_Work required:_ Count every line in the following entries where the word "UnbalancedBrace" appears. Give the count alone.

------------------------------------------------

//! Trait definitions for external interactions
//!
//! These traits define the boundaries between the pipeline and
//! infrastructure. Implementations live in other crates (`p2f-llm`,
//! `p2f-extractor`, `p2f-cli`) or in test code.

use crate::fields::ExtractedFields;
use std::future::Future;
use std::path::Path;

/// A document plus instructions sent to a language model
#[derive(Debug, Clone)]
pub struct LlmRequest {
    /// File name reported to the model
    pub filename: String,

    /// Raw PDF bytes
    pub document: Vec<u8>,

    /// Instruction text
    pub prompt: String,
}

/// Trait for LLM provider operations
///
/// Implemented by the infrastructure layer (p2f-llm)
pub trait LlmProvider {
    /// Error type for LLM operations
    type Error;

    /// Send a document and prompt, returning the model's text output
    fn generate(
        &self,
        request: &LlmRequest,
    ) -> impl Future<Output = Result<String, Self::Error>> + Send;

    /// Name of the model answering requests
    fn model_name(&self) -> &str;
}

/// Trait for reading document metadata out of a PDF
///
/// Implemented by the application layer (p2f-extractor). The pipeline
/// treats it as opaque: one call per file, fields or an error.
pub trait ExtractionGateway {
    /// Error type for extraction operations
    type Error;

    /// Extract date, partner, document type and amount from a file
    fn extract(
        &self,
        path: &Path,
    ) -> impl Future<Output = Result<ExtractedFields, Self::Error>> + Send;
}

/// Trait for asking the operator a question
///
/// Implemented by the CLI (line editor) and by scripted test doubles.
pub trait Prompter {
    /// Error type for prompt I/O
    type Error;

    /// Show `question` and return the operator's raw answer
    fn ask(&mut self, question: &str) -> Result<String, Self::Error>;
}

------------------------------------------------

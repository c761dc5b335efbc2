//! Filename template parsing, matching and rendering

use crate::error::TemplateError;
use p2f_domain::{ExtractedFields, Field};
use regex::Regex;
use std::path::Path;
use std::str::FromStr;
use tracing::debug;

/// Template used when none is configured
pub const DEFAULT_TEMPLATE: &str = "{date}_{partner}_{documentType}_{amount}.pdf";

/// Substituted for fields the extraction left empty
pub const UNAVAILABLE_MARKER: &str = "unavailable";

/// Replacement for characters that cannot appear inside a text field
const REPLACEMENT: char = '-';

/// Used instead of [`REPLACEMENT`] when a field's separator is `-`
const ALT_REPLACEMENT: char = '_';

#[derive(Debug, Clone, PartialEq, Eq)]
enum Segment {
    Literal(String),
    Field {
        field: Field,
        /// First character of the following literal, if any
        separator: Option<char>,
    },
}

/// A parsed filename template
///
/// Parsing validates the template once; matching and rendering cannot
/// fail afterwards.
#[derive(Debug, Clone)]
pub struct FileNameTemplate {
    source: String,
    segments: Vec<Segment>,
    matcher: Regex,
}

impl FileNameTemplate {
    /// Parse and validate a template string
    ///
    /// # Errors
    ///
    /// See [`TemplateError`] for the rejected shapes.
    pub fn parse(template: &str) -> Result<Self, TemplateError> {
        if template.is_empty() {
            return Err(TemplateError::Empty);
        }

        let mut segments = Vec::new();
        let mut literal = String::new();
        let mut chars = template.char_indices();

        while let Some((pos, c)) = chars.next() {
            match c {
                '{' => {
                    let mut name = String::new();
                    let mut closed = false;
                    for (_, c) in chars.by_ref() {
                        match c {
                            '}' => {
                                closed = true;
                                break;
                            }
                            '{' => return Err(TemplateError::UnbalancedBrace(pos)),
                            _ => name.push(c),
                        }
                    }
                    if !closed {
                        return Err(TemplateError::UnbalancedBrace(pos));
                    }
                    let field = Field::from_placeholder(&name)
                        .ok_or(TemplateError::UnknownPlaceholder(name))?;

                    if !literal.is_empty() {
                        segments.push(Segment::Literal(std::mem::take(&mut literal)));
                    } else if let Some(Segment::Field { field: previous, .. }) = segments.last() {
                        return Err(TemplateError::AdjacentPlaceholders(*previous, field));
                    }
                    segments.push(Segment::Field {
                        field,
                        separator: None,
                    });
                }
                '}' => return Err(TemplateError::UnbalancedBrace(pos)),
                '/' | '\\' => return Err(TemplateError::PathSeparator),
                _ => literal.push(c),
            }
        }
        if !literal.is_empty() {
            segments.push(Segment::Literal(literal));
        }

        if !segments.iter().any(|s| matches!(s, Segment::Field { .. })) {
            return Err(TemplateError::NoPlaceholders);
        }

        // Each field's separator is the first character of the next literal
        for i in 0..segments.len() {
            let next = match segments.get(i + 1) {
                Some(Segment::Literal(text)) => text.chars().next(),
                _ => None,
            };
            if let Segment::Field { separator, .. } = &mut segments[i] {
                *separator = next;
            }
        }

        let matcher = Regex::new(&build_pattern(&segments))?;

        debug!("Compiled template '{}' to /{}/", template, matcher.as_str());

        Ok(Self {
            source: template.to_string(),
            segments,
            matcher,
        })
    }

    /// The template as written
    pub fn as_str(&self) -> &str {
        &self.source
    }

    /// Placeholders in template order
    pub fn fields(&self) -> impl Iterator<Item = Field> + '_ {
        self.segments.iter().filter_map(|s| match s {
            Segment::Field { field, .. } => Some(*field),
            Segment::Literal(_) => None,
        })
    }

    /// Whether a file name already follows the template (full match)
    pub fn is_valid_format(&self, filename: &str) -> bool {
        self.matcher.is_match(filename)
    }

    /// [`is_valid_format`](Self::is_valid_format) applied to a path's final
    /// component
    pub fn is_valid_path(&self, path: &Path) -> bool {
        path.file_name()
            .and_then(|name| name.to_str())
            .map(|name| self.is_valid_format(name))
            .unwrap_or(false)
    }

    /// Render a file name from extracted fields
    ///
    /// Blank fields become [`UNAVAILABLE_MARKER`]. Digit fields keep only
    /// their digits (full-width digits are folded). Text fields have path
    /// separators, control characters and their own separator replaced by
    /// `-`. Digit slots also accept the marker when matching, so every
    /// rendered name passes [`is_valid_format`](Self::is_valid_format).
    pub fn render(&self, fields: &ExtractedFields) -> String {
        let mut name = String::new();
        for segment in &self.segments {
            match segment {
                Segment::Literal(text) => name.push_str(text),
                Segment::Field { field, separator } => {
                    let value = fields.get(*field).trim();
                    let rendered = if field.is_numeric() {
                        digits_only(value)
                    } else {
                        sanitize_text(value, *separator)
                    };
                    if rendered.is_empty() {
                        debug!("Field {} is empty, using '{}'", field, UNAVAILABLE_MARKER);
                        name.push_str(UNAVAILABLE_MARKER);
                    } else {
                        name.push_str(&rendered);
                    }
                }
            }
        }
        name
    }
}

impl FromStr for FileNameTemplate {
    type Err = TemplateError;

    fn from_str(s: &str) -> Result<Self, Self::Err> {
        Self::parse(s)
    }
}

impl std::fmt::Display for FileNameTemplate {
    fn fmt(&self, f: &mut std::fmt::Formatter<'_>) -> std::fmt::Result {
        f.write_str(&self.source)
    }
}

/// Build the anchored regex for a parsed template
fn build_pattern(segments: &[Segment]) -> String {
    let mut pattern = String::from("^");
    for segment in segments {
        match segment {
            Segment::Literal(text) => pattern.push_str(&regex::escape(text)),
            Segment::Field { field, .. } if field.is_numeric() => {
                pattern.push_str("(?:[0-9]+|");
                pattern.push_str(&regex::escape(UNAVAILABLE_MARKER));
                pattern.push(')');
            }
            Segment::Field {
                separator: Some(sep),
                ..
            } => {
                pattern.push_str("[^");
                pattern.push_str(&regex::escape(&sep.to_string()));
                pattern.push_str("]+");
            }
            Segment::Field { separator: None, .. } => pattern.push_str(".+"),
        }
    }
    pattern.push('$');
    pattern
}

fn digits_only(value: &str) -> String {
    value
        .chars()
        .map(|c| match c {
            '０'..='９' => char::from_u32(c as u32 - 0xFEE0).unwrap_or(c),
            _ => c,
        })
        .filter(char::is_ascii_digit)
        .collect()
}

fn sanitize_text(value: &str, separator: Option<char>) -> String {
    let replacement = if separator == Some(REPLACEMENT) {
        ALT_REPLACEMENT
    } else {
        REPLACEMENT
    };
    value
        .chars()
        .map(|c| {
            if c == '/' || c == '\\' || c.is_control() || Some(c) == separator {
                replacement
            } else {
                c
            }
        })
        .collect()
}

------------------------------------------------

_Your solution:_ 3